Stacy Adams

Biographical details
- Born: June 22, 1966 (age 60) Gary, Indiana

Playing career
- 1988–1989: Northwest Missouri State

Coaching career (HC unless noted)
- 1991–2004: Valparaiso (assistant)
- 2005–2009: Valparaiso

Head coaching record
- Overall: 15–40

= Stacy Adams (American football) =

American football player and coach (born 1966)

Stacy Adams (born June 22, 1966) is an American former college football coach. He served the head football coach at Valparaiso University from 2005 to 2009, compiling a record of 15–40. He was the first black head football coach and the second documented black head coach at Valparaiso.

==Early years and playing career==
Adams was born in Gary, Indiana and grew up in Glen Park. He graduated from Lew Wallace High School in 1984.

Adams played quarterback for Tom Horne at Joliet Junior College. After graduating from Joliet in 1987, he played at Northwest Missouri State University. In addition to quarterback, he played running back and outside linebacker. He earned a bachelor's degree from Northwest Missouri State in 1990. In 1997, he earned a master's degree from Valparaiso.

==Coaching career==
In 1991, Horne added Adams to the coaching staff at Valparaiso. Adams was named the offensive coordinator and running backs coach in 1997. Adams also served as the quarterbacks coach while on the coaching staff.

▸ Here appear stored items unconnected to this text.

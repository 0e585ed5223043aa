//! External commands and how they are run.

use std::fmt;
use std::path::{Path, PathBuf};

use anyhow::{bail, Result};

use crate::util::process::{find_executable, ProcessBuilder};

/// A native tool invocation: program, argument list and working directory.
///
/// Arguments are kept as a list and handed to the OS as-is. Nothing is ever
/// passed through a shell.
#[derive(Debug, Clone, PartialEq, Eq)]
pub struct ExternalCommand {
    pub program: PathBuf,
    pub args: Vec<String>,
    pub cwd: PathBuf,
}

impl ExternalCommand {
    pub fn new(program: impl AsRef<Path>, cwd: impl AsRef<Path>) -> Self {
        ExternalCommand {
            program: program.as_ref().to_path_buf(),
            args: Vec::new(),
            cwd: cwd.as_ref().to_path_buf(),
        }
    }

    pub fn arg(mut self, arg: impl Into<String>) -> Self {
        self.args.push(arg.into());
        self
    }

    pub fn args<I, S>(mut self, args: I) -> Self
    where
        I: IntoIterator<Item = S>,
        S: Into<String>,
    {
        self.args.extend(args.into_iter().map(Into::into));
        self
    }

    /// Add a path argument.
    pub fn path_arg(self, path: &Path) -> Self {
        self.arg(path.display().to_string())
    }

    /// Add a `-DKEY=VALUE` cache definition.
    pub fn define(self, key: &str, value: impl fmt::Display) -> Self {
        self.arg(format!("-D{}={}", key, value))
    }

    pub fn to_process(&self) -> ProcessBuilder {
        ProcessBuilder::new(&self.program)
            .args(&self.args)
            .cwd(&self.cwd)
    }

    /// Shell-pasteable rendering, for display only.
    pub fn display_command(&self) -> String {
        self.to_process().display_command()
    }
}

impl fmt::Display for ExternalCommand {
    fn fmt(&self, f: &mut fmt::Formatter<'_>) -> fmt::Result {
        f.write_str(&self.display_command())
    }
}

/// Runs external commands and reports their exit code.
pub trait CommandRunner {
    /// Run `cmd` to completion. `Err` means the command could not be
    /// started at all.
    fn run(&mut self, cmd: &ExternalCommand) -> Result<i32>;
}

/// Runs commands as real child processes.
#[derive(Debug, Default)]
pub struct SystemRunner;

impl CommandRunner for SystemRunner {
    fn run(&mut self, cmd: &ExternalCommand) -> Result<i32> {
        // Bare names are looked up up-front for a clearer error
        if cmd.program.components().count() == 1 && find_executable(&cmd.program).is_none() {
            bail!(
                "`{}` not found in PATH\n\
                 install it or set its location in .slark/config.toml",
                cmd.program.display()
            );
        }

        let status = cmd.to_process().status()?;
        // No code means the child was killed by a signal
        Ok(status.code().unwrap_or(1))
    }
}
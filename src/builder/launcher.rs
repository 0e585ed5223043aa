//! Prepares the built executable for the run stage.

use std::path::Path;

use anyhow::Result;

use crate::util::fs::make_executable;

/// Whether there is something to run.
#[derive(Debug, Clone, Copy, PartialEq, Eq)]
pub enum LaunchStatus {
    /// The executable exists and is marked executable.
    Ready,
    /// No executable was built. Not an error.
    Missing,
}

/// Mark `executable` runnable if it exists.
pub fn prepare(executable: &Path) -> Result<LaunchStatus> {
    if !executable.is_file() {
        tracing::debug!("no executable at {}", executable.display());
        return Ok(LaunchStatus::Missing);
    }

    make_executable(executable)?;
    Ok(LaunchStatus::Ready)
}

#[cfg(test)]
mod tests {
    use super::*;
    use tempfile::TempDir;

    #[test]
    fn test_missing_executable() {
        let tmp = TempDir::new().unwrap();
        let status = prepare(&tmp.path().join("bin").join("slark")).unwrap();
        assert_eq!(status, LaunchStatus::Missing);
    }

    #[test]
    fn test_directory_is_not_an_executable() {
        let tmp = TempDir::new().unwrap();
        assert_eq!(prepare(tmp.path()).unwrap(), LaunchStatus::Missing);
    }

    #[cfg(unix)]
    #[test]
    fn test_existing_executable_is_marked() {
        use std::os::unix::fs::PermissionsExt;

        let tmp = TempDir::new().unwrap();
        let exe = tmp.path().join("slark");
        std::fs::write(&exe, "#!/bin/sh\n").unwrap();
        std::fs::set_permissions(&exe, std::fs::Permissions::from_mode(0o600)).unwrap();

        assert_eq!(prepare(&exe).unwrap(), LaunchStatus::Ready);
        let mode = std::fs::metadata(&exe).unwrap().permissions().mode();
        assert_eq!(mode & 0o111, 0o111);
    }
}
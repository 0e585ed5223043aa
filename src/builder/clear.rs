//! Stale CMake artifact removal.
//!
//! Artifacts are classified by substring match on their file or directory
//! name only, so versioned names like `libslark.a.1` or `CMakeCache.txt.bak`
//! match too.

use std::fs;
use std::io;
use std::path::{Path, PathBuf};

use walkdir::WalkDir;

/// Substrings marking a stale file.
pub const FILE_DENYLIST: [&str; 5] = ["CMakeCache", "cmake_install", ".a", "Makefile", ".dylib"];

/// Substrings marking a stale directory. Matching directories are removed
/// with their whole subtree.
pub const DIR_DENYLIST: [&str; 2] = ["CMakeFiles", "_deps"];

/// Whether a file with this name should be removed.
pub fn is_stale_file(name: &str) -> bool {
    FILE_DENYLIST.iter().any(|pat| name.contains(pat))
}

/// Whether a directory with this name should be removed.
pub fn is_stale_dir(name: &str) -> bool {
    DIR_DENYLIST.iter().any(|pat| name.contains(pat))
}

/// A path that could not be removed or scanned.
#[derive(Debug, Clone, PartialEq, Eq)]
pub struct ClearError {
    pub path: PathBuf,
    pub message: String,
}

/// Outcome of one cache invalidation pass.
#[derive(Debug, Clone, Default, PartialEq, Eq)]
pub struct ClearReport {
    pub removed_files: Vec<PathBuf>,
    pub removed_dirs: Vec<PathBuf>,
    pub errors: Vec<ClearError>,
}

impl ClearReport {
    /// True when nothing was removed.
    pub fn is_empty(&self) -> bool {
        self.removed_files.is_empty() && self.removed_dirs.is_empty()
    }

    pub fn has_errors(&self) -> bool {
        !self.errors.is_empty()
    }
}

/// Walks a project tree and removes CMake-generated artifacts.
#[derive(Debug, Clone)]
pub struct CacheInvalidator {
    root: PathBuf,
    dry_run: bool,
}

impl CacheInvalidator {
    pub fn new(root: impl Into<PathBuf>) -> Self {
        CacheInvalidator {
            root: root.into(),
            dry_run: false,
        }
    }

    /// Only report what would be removed.
    pub fn dry_run(mut self, dry_run: bool) -> Self {
        self.dry_run = dry_run;
        self
    }

    /// Remove every stale artifact below the root.
    ///
    /// Failures on individual paths are collected in the report and do not
    /// stop the walk. Only an unusable root is an error.
    pub fn clear(&self) -> io::Result<ClearReport> {
        let meta = fs::metadata(&self.root)?;
        if !meta.is_dir() {
            return Err(io::Error::other(format!(
                "not a directory: {}",
                self.root.display()
            )));
        }

        let mut report = ClearReport::default();
        let mut walker = WalkDir::new(&self.root).min_depth(1).into_iter();

        while let Some(entry) = walker.next() {
            let entry = match entry {
                Ok(entry) => entry,
                Err(err) => {
                    let path = err
                        .path()
                        .map(Path::to_path_buf)
                        .unwrap_or_else(|| self.root.clone());
                    tracing::debug!("cannot scan {}: {}", path.display(), err);
                    report.errors.push(ClearError {
                        path,
                        message: err.to_string(),
                    });
                    continue;
                }
            };

            let name = entry.file_name().to_string_lossy();
            let file_type = entry.file_type();

            if file_type.is_dir() {
                if is_stale_dir(&name) {
                    // Never descend into a directory that is about to go
                    walker.skip_current_dir();
                    self.remove(entry.path(), true, &mut report);
                }
            } else if file_type.is_symlink() {
                // Links are removed themselves, never their targets
                if is_stale_file(&name) || is_stale_dir(&name) {
                    self.remove(entry.path(), false, &mut report);
                }
            } else if file_type.is_file() && is_stale_file(&name) {
                self.remove(entry.path(), false, &mut report);
            }
        }

        Ok(report)
    }

    fn remove(&self, path: &Path, is_dir: bool, report: &mut ClearReport) {
        let result = if self.dry_run {
            Ok(())
        } else if is_dir {
            fs::remove_dir_all(path)
        } else {
            fs::remove_file(path)
        };

        match result {
            Ok(()) => {
                tracing::debug!("removed {}", path.display());
                if is_dir {
                    report.removed_dirs.push(path.to_path_buf());
                } else {
                    report.removed_files.push(path.to_path_buf());
                }
            }
            Err(err) => {
                tracing::debug!("failed to remove {}: {}", path.display(), err);
                report.errors.push(ClearError {
                    path: path.to_path_buf(),
                    message: err.to_string(),
                });
            }
        }
    }
}
//! Barometric response function coefficients.

use crate::error::CorrectionError;

/// Divisor applied to the Earth-tide response to obtain meters.
///
/// A property of the tool that fits the response functions: its Earth-tide
/// coefficients are expressed in that tool's internal length unit. The
/// barometric coefficients need no conversion.
pub const TIDE_UNIT_DIVISOR: f64 = 3.281;

/// A fitted barometric response function: two impulse responses of equal length.
///
/// `baro[k]` (column `A`) and `tide[k]` (column `B`) weight the detrended
/// pressure and Earth-tide inputs `k` grid steps in the past. Index 0 is the
/// zero-lag weight, index `max_lag` the oldest.
#[derive(Debug, Clone, PartialEq)]
pub struct BarometricResponse {
    baro: Vec<f64>,
    tide: Vec<f64>,
}

impl BarometricResponse {
    /// Build a response function from the `A` and `B` coefficient columns.
    ///
    /// NaN coefficients (blank cells in the fitted file) are replaced by zero.
    ///
    /// # Errors
    ///
    /// Returns [`CorrectionError::MalformedCoefficients`] if the columns differ
    /// in length or are both empty.
    pub fn new(a: Vec<f64>, b: Vec<f64>) -> Result<Self, CorrectionError> {
        if a.len() != b.len() || a.is_empty() {
            return Err(CorrectionError::MalformedCoefficients {
                a_len: a.len(),
                b_len: b.len(),
            });
        }
        Ok(Self {
            baro: zero_nan(a),
            tide: zero_nan(b),
        })
    }

    /// Return the maximum lag `N`, in grid steps.
    #[must_use]
    pub fn max_lag(&self) -> usize {
        self.baro.len() - 1
    }

    /// Return the barometric coefficients `A[0..=N]`.
    #[must_use]
    pub fn baro_coefficients(&self) -> &[f64] {
        &self.baro
    }

    /// Return the Earth-tide coefficients `B[0..=N]`.
    #[must_use]
    pub fn tide_coefficients(&self) -> &[f64] {
        &self.tide
    }
}

fn zero_nan(mut coefficients: Vec<f64>) -> Vec<f64> {
    for c in &mut coefficients {
        if c.is_nan() {
            *c = 0.0;
        }
    }
    coefficients
}
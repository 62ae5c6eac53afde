//! File I/O, validation, and serialization for the brfcorr pipeline.

mod brf_reader;
mod domain;
mod error;
mod reader;
mod station_reader;
mod writer;

pub use brf_reader::{BrfReader, BRF_HEADER_ROW};
pub use domain::WideDataset;
pub use error::IoError;
pub use reader::{WideSeriesReader, DATE_FORMAT};
pub use station_reader::StationReader;
pub use writer::{BatchSummary, CorrectedWriter, StationSummary, SUMMARY_FILE_NAME};
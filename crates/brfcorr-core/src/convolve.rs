//! Causal convolution of detrended forcing series with the BRF.
//!
//! For a response `c` of length `N + 1` and an input `x` of length `M`, the
//! output has `M − N` samples:
//!
//! ```text
//! y[j] = Σ_{k=0}^{N} c[k] · x[j + N − k]
//! ```
//!
//! Output index `j` corresponds to input index `j + N`. `c[0]` weights the
//! current sample and `c[N]` the oldest lag.

use tracing::{debug, instrument};

use crate::brf::BarometricResponse;
use crate::detrend::detrend;
use crate::error::CorrectionError;
use crate::series::RegularTimeSeries;
use crate::unit::{MetersOfWater, NanometersPerSecondSquared, Unit};

/// Convolve `x` with the impulse response `c`.
///
/// NaN propagates: an output sample whose lag window contains a NaN is NaN,
/// whatever the weight at that lag.
///
/// # Errors
///
/// | Variant | Condition |
/// |---|---|
/// | [`CorrectionError::MalformedCoefficients`] | `c` is empty |
/// | [`CorrectionError::InsufficientData`] | `x` is shorter than `c` |
pub fn convolve(x: &[f64], c: &[f64]) -> Result<Vec<f64>, CorrectionError> {
    if c.is_empty() {
        return Err(CorrectionError::MalformedCoefficients { a_len: 0, b_len: 0 });
    }
    if x.len() < c.len() {
        return Err(CorrectionError::InsufficientData {
            required: c.len(),
            available: x.len(),
        });
    }

    let n_lag = c.len() - 1;
    let out = (n_lag..x.len())
        .map(|t| c.iter().enumerate().map(|(k, &ck)| ck * x[t - k]).sum::<f64>())
        .collect();
    Ok(out)
}

/// Barometric component from an already detrended pressure signal, in meters.
///
/// # Errors
///
/// Same conditions as [`convolve`].
pub fn baro_component(detrended: &[f64], a: &[f64]) -> Result<Vec<f64>, CorrectionError> {
    convolve(detrended, a)
}

/// Earth-tide component from an already detrended tide signal, in meters.
///
/// The raw convolution is divided by `divisor`, normally
/// [`TIDE_UNIT_DIVISOR`](crate::TIDE_UNIT_DIVISOR).
///
/// # Errors
///
/// Same conditions as [`convolve`].
pub fn tide_component(
    detrended: &[f64],
    b: &[f64],
    divisor: f64,
) -> Result<Vec<f64>, CorrectionError> {
    let mut out = convolve(detrended, b)?;
    for y in &mut out {
        *y /= divisor;
    }
    Ok(out)
}

/// Detrend a regular series after checking it has no undefined samples.
///
/// # Errors
///
/// Returns [`CorrectionError::DataGap`] at the first NaN slot.
pub fn checked_detrend<U: Unit>(series: &RegularTimeSeries<U>) -> Result<Vec<f64>, CorrectionError> {
    if let Some(index) = series.nan_position() {
        return Err(CorrectionError::DataGap {
            label: U::QUANTITY,
            index,
        });
    }
    Ok(detrend(series.values()))
}

impl BarometricResponse {
    /// Predict the barometric displacement from a regular pressure series.
    ///
    /// Returns `len − max_lag` samples, the first aligned with grid slot `max_lag`.
    ///
    /// # Errors
    ///
    /// | Variant | Condition |
    /// |---|---|
    /// | [`CorrectionError::DataGap`] | Pressure grid contains a NaN |
    /// | [`CorrectionError::InsufficientData`] | Grid shorter than `max_lag + 1` |
    #[instrument(skip_all, fields(n = pressure.len(), max_lag = self.max_lag()))]
    pub fn predict_baro(
        &self,
        pressure: &RegularTimeSeries<MetersOfWater>,
    ) -> Result<Vec<f64>, CorrectionError> {
        let detrended = checked_detrend(pressure)?;
        let out = baro_component(&detrended, self.baro_coefficients())?;
        debug!(n_out = out.len(), "barometric component computed");
        Ok(out)
    }

    /// Predict the Earth-tide displacement from a regular tide series.
    ///
    /// # Errors
    ///
    /// | Variant | Condition |
    /// |---|---|
    /// | [`CorrectionError::DataGap`] | Tide grid contains a NaN |
    /// | [`CorrectionError::InsufficientData`] | Grid shorter than `max_lag + 1` |
    #[instrument(skip_all, fields(n = tide.len(), max_lag = self.max_lag()))]
    pub fn predict_tide(
        &self,
        tide: &RegularTimeSeries<NanometersPerSecondSquared>,
        divisor: f64,
    ) -> Result<Vec<f64>, CorrectionError> {
        let detrended = checked_detrend(tide)?;
        let out = tide_component(&detrended, self.tide_coefficients(), divisor)?;
        debug!(n_out = out.len(), "earth tide component computed");
        Ok(out)
    }
}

In 2005, he was hired to replace Horne. He became the sixth coach of the Crusaders football team since 1946. When he was hired, he was the only Division I black head football coach in Indiana In 2006, Adams was one of only ten black head coaches in Division I. In his first game as head coach on September 3, 2005, Jeff Horton set Valparaiso's single-game rushing record with 253 yards in a game against Wisconsin Lutheran College. The Crusaders extended Adams's contract in 2006. The Crusaders have won all of their conference championships since 1968 while Adams has been on the coaching staff.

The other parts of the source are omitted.